LO STUDIO - Per la prima volta, gli autori di questo lavoro hanno studiato direttamente i dati di traffico relativi alla effettiva navigazione di 216 studenti del loro ateneo durante il mese di febbraio 2011. «Prima di procedere con la rilevazione, però, abbiamo sottoposto i ragazzi a un test di screening per la depressione basato sulla scala del Center for Epidemiologic Studies (CES-D) - spiega Sriram Chellappan, docente di informatica dell'ateneo -. Inoltre abbiamo assegnato a ciascuno uno pseudonimo riservato, in modo da proteggere la loro privacy. Neppure i ricercatori potevano sapere a chi si riferiva il nickname. In questo modo l'analisi dei dati relativi alla navigazione all'interno del campus è stata condotta in maniera del tutto anonima e rispettosa». Queste accortezze danno valore alla ricerca, che, considerata la casistica limitata, non può tuttavia per ora essere altro che indicativa. La modalità di studio basata sull'analisi del traffico fornisce però informazioni più attendibili rispetto ad altri lavori che facevano affidamento soltanto sulle risposte alle interviste, inevitabilmente condizionate dalla difficoltà di ricordare con precisione le modalità d'uso di internet ma anche dalla volontà, più o meno inconscia, di riferire comportamenti più accettati dal punto di vista sociale.
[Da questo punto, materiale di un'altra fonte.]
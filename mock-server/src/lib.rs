//! Mock of the WaniKani v2 endpoints the client fetches.
//!
//! Serves fixed fixture bodies and rejects any request whose
//! `Authorization` header is not `Token token=<api key>`.

pub mod fixtures;

use std::sync::Arc;

use axum::{
    extract::{Request, State},
    http::{header, StatusCode},
    middleware::{self, Next},
    response::{IntoResponse, Response},
    routing::get,
    Json, Router,
};
use serde_json::{json, Value};
use tokio::net::TcpListener;

pub const DEFAULT_API_KEY: &str = "mock-api-key";

#[derive(Clone)]
struct AppState {
    expected_auth: Arc<str>,
}

pub fn app(api_key: &str) -> Router {
    let state = AppState {
        expected_auth: format!("Token token={api_key}").into(),
    };
    Router::new()
        .route("/user", get(|| fixture(fixtures::user)))
        .route("/summary", get(|| fixture(fixtures::summary)))
        .route("/subjects", get(|| fixture(fixtures::subjects)))
        .route("/assignments", get(|| fixture(fixtures::assignments)))
        .route("/review_statistics", get(|| fixture(fixtures::review_statistics)))
        .route("/study_materials", get(|| fixture(fixtures::study_materials)))
        .route("/reviews", get(|| fixture(fixtures::reviews)))
        .route("/level_progression", get(|| fixture(fixtures::level_progression)))
        .layer(middleware::from_fn_with_state(state, authorize))
}

pub async fn run(listener: TcpListener, api_key: &str) -> Result<(), std::io::Error> {
    axum::serve(listener, app(api_key)).await
}

async fn fixture(body: fn() -> Value) -> Json<Value> {
    Json(body())
}

async fn authorize(State(state): State<AppState>, request: Request, next: Next) -> Response {
    let authorized = request
        .headers()
        .get(header::AUTHORIZATION)
        .and_then(|v| v.to_str().ok())
        .is_some_and(|v| v == &*state.expected_auth);

    tracing::info!(method = %request.method(), uri = %request.uri(), authorized, "request");

    if !authorized {
        let body = json!({"error": "Unauthorized. Nice try.", "code": 401});
        return (StatusCode::UNAUTHORIZED, Json(body)).into_response();
    }
    next.run(request).await
}
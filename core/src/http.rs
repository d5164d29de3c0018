//! HTTP transport types for the host-does-IO pattern.
//!
//! # Design
//! Requests and responses are plain data. The core builds `HttpRequest`
//! values and consumes `HttpResponse` values; the host (or a `Transport`
//! implementation) performs the actual round-trip. Every request against the
//! learning service is a GET, so no method is carried.

/// Header name carrying the static API credential.
pub const AUTHORIZATION: &str = "Authorization";

/// An HTTP GET request described as plain data.
#[derive(Debug, Clone, PartialEq, Eq)]
pub struct HttpRequest {
    pub url: String,
    pub headers: Vec<(String, String)>,
}

impl HttpRequest {
    /// First header value matching `name`, compared case-insensitively.
    pub fn header(&self, name: &str) -> Option<&str> {
        find_header(&self.headers, name)
    }
}

/// An HTTP response described as plain data.
///
/// `url` is the final URL the body was served from. It drives schema
/// classification and may differ from the request URL after a redirect.
#[derive(Debug, Clone, PartialEq, Eq)]
pub struct HttpResponse {
    pub url: String,
    pub status: u16,
    pub headers: Vec<(String, String)>,
    pub body: Vec<u8>,
}

impl HttpResponse {
    /// Convenience constructor for a 200 response with no headers.
    pub fn ok(url: impl Into<String>, body: impl Into<Vec<u8>>) -> Self {
        Self {
            url: url.into(),
            status: 200,
            headers: Vec::new(),
            body: body.into(),
        }
    }

    pub fn is_success(&self) -> bool {
        (200..300).contains(&self.status)
    }

    pub fn header(&self, name: &str) -> Option<&str> {
        find_header(&self.headers, name)
    }
}

fn find_header<'a>(headers: &'a [(String, String)], name: &str) -> Option<&'a str> {
    headers
        .iter()
        .find(|(k, _)| k.eq_ignore_ascii_case(name))
        .map(|(_, v)| v.as_str())
}

#[cfg(test)]
mod tests {
    use super::*;

    #[test]
    fn header_lookup_ignores_case() {
        let req = HttpRequest {
            url: "http://localhost/user".to_string(),
            headers: vec![("authorization".to_string(), "Token token=abc".to_string())],
        };
        assert_eq!(req.header(AUTHORIZATION), Some("Token token=abc"));
        assert_eq!(req.header("content-type"), None);
    }

    #[test]
    fn success_range() {
        let mut resp = HttpResponse::ok("http://localhost/user", "{}");
        assert!(resp.is_success());
        resp.status = 204;
        assert!(resp.is_success());
        resp.status = 401;
        assert!(!resp.is_success());
        resp.status = 302;
        assert!(!resp.is_success());
    }
}
//! Error types for the learning-service client.
//!
//! # Design
//! `SyncError` is what a refresh cycle can end with. It is `Clone` because
//! the tracker hands the first error of a cycle to the completion callback
//! while keeping every error for diagnostics. Decode failures keep the raw
//! body so a caller can see exactly what the server sent. An unrecognized
//! response is not an error and has no variant here.

use thiserror::Error;

use crate::schema::Kind;

/// The request never produced a response (connection refused, DNS, TLS...).
#[derive(Error, Debug, Clone, PartialEq, Eq)]
#[error("request to {url} failed: {message}")]
pub struct TransportError {
    pub url: String,
    pub message: String,
}

impl TransportError {
    pub fn new(url: impl Into<String>, message: impl Into<String>) -> Self {
        Self {
            url: url.into(),
            message: message.into(),
        }
    }
}

/// A response body did not parse against the schema its URL matched.
#[derive(Error, Debug, Clone, PartialEq, Eq)]
#[error("failed to decode {kind} response from {url}: {message}")]
pub struct DecodeError {
    pub kind: Kind,
    pub url: String,
    pub message: String,
    pub body: Vec<u8>,
}

impl DecodeError {
    /// The raw body as text, with invalid UTF-8 replaced.
    pub fn body_text(&self) -> String {
        String::from_utf8_lossy(&self.body).into_owned()
    }
}

/// Per-response failure recorded against a refresh cycle.
#[derive(Error, Debug, Clone, PartialEq, Eq)]
pub enum SyncError {
    #[error(transparent)]
    Transport(#[from] TransportError),

    /// The server answered with a non-2xx status.
    #[error("HTTP {status} from {url}: {body}")]
    Status { url: String, status: u16, body: String },

    #[error(transparent)]
    Decode(#[from] DecodeError),
}

impl SyncError {
    pub fn url(&self) -> &str {
        match self {
            SyncError::Transport(e) => &e.url,
            SyncError::Status { url, .. } => url,
            SyncError::Decode(e) => &e.url,
        }
    }
}

/// Account could not be written to or read from the host's store.
#[derive(Error, Debug)]
pub enum PersistError {
    #[error("serialization failed: {0}")]
    Serialize(String),

    #[error("deserialization failed: {0}")]
    Deserialize(String),

    #[error("store error: {0}")]
    Store(String),
}

#[derive(Error, Debug, Clone, PartialEq, Eq)]
pub enum ConfigError {
    #[error("missing API key (set WANIKANI_API_KEY)")]
    MissingApiKey,

    #[error("invalid configuration: {0}")]
    Invalid(String),
}
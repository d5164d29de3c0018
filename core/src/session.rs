//! Refresh orchestration: one request per endpoint, one completion per cycle.
//!
//! # Design
//! A `Session` owns everything a refresh mutates: the `Account`, the
//! `RequestTracker` and the optional diagnostic hooks. There are no globals,
//! so independent sessions can coexist in one process.
//!
//! Two ways to drive a cycle share the same state machine:
//! - host-does-IO: `refresh` hands back the requests to execute and the host
//!   feeds each outcome into `handle_response`;
//! - async: `run_refresh` executes the requests concurrently through a
//!   `Transport` and feeds outcomes back as they complete.
//!
//! Either way, every mutation goes through `&mut self`, which is the single
//! coordination point for the account and the tracker.

use std::fmt;

use futures::stream::{FuturesUnordered, StreamExt};
use tracing::{debug, info, trace, warn};

use crate::account::Account;
use crate::classify::classify_and_decode;
use crate::client::WaniKaniClient;
use crate::error::{DecodeError, SyncError, TransportError};
use crate::http::{HttpRequest, HttpResponse};
use crate::schema::{Kind, SchemaRegistry};
use crate::tracker::RequestTracker;
use crate::transport::Transport;

/// Receives every raw exchange. Diagnostics only.
pub type ResponseLogger = Box<dyn Fn(&Exchange<'_>) + Send + Sync>;

/// Receives every decode failure. Diagnostics only.
pub type DecodeErrorLogger = Box<dyn Fn(&DecodeError) + Send + Sync>;

#[derive(Debug, Clone, Copy, PartialEq, Eq)]
pub enum RefreshState {
    Idle,
    Refreshing,
}

/// What `handle_response` did with one outcome.
#[derive(Debug, Clone, PartialEq, Eq)]
pub enum Handled {
    /// Decoded and stored in the account.
    Merged(Kind),
    /// No schema matched the response URL; the account is untouched.
    Unrecognized,
    /// Transport, status or decode failure, recorded against the cycle.
    Failed,
    /// The key was not in flight (late or duplicate delivery).
    Ignored,
}

/// One request/response pair as seen by the response logger.
#[derive(Debug)]
pub struct Exchange<'a> {
    pub request_url: &'a str,
    pub outcome: &'a Result<HttpResponse, TransportError>,
}

impl fmt::Display for Exchange<'_> {
    fn fmt(&self, f: &mut fmt::Formatter<'_>) -> fmt::Result {
        writeln!(f, "[request] {}", self.request_url)?;
        match self.outcome {
            Ok(response) => {
                writeln!(f, "[response] {} {}", response.status, response.url)?;
                writeln!(f, "[data] {} bytes", response.body.len())?;
                write!(f, "[text] {}", String::from_utf8_lossy(&response.body))
            }
            Err(e) => write!(f, "[error] {}", e.message),
        }
    }
}

/// Owns the account and tracker of one client and drives refresh cycles.
pub struct Session {
    client: WaniKaniClient,
    registry: SchemaRegistry,
    account: Account,
    tracker: RequestTracker,
    response_logger: Option<ResponseLogger>,
    decode_error_logger: Option<DecodeErrorLogger>,
}

impl Session {
    pub fn new(client: WaniKaniClient) -> Self {
        Self::with_registry(client, SchemaRegistry::global().clone())
    }

    pub fn with_registry(client: WaniKaniClient, registry: SchemaRegistry) -> Self {
        Self {
            client,
            registry,
            account: Account::new(),
            tracker: RequestTracker::new(),
            response_logger: None,
            decode_error_logger: None,
        }
    }

    pub fn client(&self) -> &WaniKaniClient {
        &self.client
    }

    pub fn registry(&self) -> &SchemaRegistry {
        &self.registry
    }

    pub fn account(&self) -> &Account {
        &self.account
    }

    pub fn account_mut(&mut self) -> &mut Account {
        &mut self.account
    }

    /// Replace the account, e.g. with one loaded from the host's store.
    pub fn restore_account(&mut self, account: Account) {
        self.account = account;
    }

    pub fn reset_account(&mut self) {
        self.account.reset();
    }

    pub fn tracker(&self) -> &RequestTracker {
        &self.tracker
    }

    pub fn state(&self) -> RefreshState {
        if self.tracker.is_idle() {
            RefreshState::Idle
        } else {
            RefreshState::Refreshing
        }
    }

    pub fn is_refreshing(&self) -> bool {
        self.state() == RefreshState::Refreshing
    }

    /// First error of the current or last cycle.
    pub fn first_error(&self) -> Option<&SyncError> {
        self.tracker.first_error()
    }

    /// Errors of the current or last cycle that were not surfaced.
    pub fn suppressed_errors(&self) -> &[SyncError] {
        self.tracker.suppressed_errors()
    }

    pub fn set_response_logger(&mut self, logger: Option<ResponseLogger>) {
        self.response_logger = logger;
    }

    pub fn set_decode_error_logger(&mut self, logger: Option<DecodeErrorLogger>) {
        self.decode_error_logger = logger;
    }

    pub fn response_logging_enabled(&self) -> bool {
        self.response_logger.is_some()
    }

    pub fn decode_error_logging_enabled(&self) -> bool {
        self.decode_error_logger.is_some()
    }

    /// Start a refresh cycle and return the requests the host must execute.
    ///
    /// Returns `None`, dropping `completion`, when a cycle is already in
    /// progress. Every returned request is tracked before it is handed out.
    /// `completion` fires once, from the `handle_response` call that retires
    /// the last request, with the first error of the cycle. With no endpoints
    /// configured it fires immediately.
    pub fn refresh<F>(&mut self, completion: F) -> Option<Vec<HttpRequest>>
    where
        F: FnOnce(Option<SyncError>) + Send + 'static,
    {
        if self.is_refreshing() {
            debug!(pending = self.tracker.pending_count(), "refresh already in progress");
            return None;
        }

        let requests = self.client.build_refresh_requests();
        if requests.is_empty() {
            info!("refresh requested with no endpoints configured");
            completion(None);
            return Some(requests);
        }

        info!(endpoints = requests.len(), "refresh started");
        for request in &requests {
            self.tracker.begin(request.url.clone());
        }
        self.tracker.on_drain(move |error| {
            match &error {
                Some(e) => info!(error = %e, "refresh finished with error"),
                None => info!("refresh finished"),
            }
            completion(error);
        });
        Some(requests)
    }

    /// Process the outcome of the request tracked under `key`.
    ///
    /// Always retires `key`; nothing here fails or panics. Keys that are not
    /// in flight are ignored so a late duplicate cannot disturb a new cycle.
    ///
    /// A non-2xx status is recorded as `SyncError::Status` before any
    /// classification, even when the response URL matches no schema. Such
    /// bodies never reach the decode-error logger; the response logger still
    /// sees them.
    pub fn handle_response(
        &mut self,
        key: &str,
        outcome: Result<HttpResponse, TransportError>,
    ) -> Handled {
        if let Some(logger) = &self.response_logger {
            logger(&Exchange {
                request_url: key,
                outcome: &outcome,
            });
        }

        if !self.tracker.is_pending(key) {
            warn!(key, "response for a request that is not in flight; ignoring");
            return Handled::Ignored;
        }

        let handled = match outcome {
            Err(e) => {
                warn!(key, error = %e, "transport failure");
                self.tracker.record_error(SyncError::Transport(e));
                Handled::Failed
            }
            Ok(response) if !response.is_success() => {
                warn!(key, status = response.status, "unexpected HTTP status");
                self.tracker.record_error(SyncError::Status {
                    url: response.url,
                    status: response.status,
                    body: String::from_utf8_lossy(&response.body).into_owned(),
                });
                Handled::Failed
            }
            Ok(response) => match classify_and_decode(&self.registry, &response.url, &response.body) {
                Ok(Some(payload)) => {
                    let kind = payload.kind();
                    self.account.merge(payload);
                    Handled::Merged(kind)
                }
                Ok(None) => {
                    trace!(key, url = %response.url, "unrecognized response ignored");
                    Handled::Unrecognized
                }
                Err(e) => {
                    warn!(key, kind = %e.kind, error = %e.message, "decode failure");
                    if let Some(logger) = &self.decode_error_logger {
                        logger(&e);
                    }
                    self.tracker.record_error(SyncError::Decode(e));
                    Handled::Failed
                }
            },
        };

        self.tracker.end(key);
        handled
    }

    /// Run a whole cycle through `transport`.
    ///
    /// Requests are issued concurrently; outcomes are handled one at a time
    /// in completion order. Returns `false` if a cycle was already active.
    pub async fn run_refresh<T, F>(&mut self, transport: &T, completion: F) -> bool
    where
        T: Transport + ?Sized,
        F: FnOnce(Option<SyncError>) + Send + 'static,
    {
        let Some(requests) = self.refresh(completion) else {
            return false;
        };

        let mut in_flight: FuturesUnordered<_> = requests
            .into_iter()
            .map(|request| async move {
                let key = request.url.clone();
                let outcome = transport.execute(request).await;
                (key, outcome)
            })
            .collect();

        while let Some((key, outcome)) = in_flight.next().await {
            self.handle_response(&key, outcome);
        }
        true
    }
}

impl fmt::Debug for Session {
    fn fmt(&self, f: &mut fmt::Formatter<'_>) -> fmt::Result {
        f.debug_struct("Session")
            .field("client", &self.client)
            .field("state", &self.state())
            .field("tracker", &self.tracker)
            .field("kinds", &self.account.kinds())
            .finish_non_exhaustive()
    }
}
LE PROSPETTIVE - Dalla valutazione effettuata prima di intraprendere l'analisi è emerso che circa il 30 per cento dei partecipanti allo studio mostrava i criteri minimi per la diagnosi di depressione. Una percentuale che può sembrare elevata, ma che è in linea con i dati rilevati in altri college statunitensi: in questi contesti infatti sono riferite percentuali di questo disturbo tra gli studenti che oscillano dal 10 al 40 per cento. «Per questo ora stiamo cercando di sviluppare un software che, partendo dalle nostre osservazioni, possa essere installato nei computer e servire come un campanello di allarme per questa patologia» conclude Chellappan, che prospetta applicazioni simili anche per la diagnosi di altri disturbi, per esempio quelli del comportamento alimentare, e altre popolazioni da tenere sotto controllo con questo metodo innovativo, dagli anziani ai militari. L'idea può essere buona anche se appare un po' frettoloso sviluppare un test di screening a partire dai dati raccolti su un campione così limitato. E inquietante l'idea di un pop up che si apre sullo schermo di un computer con la scritta: "Sei un po' giù in questo giorni, vero? Non sarai depresso? Rivolgiti al tuo medico". Peggio ancora poi se il sistema di monitoraggio facesse riferimento ad altri, siano essi i genitori, gli insegnanti o il servizio di infermeria.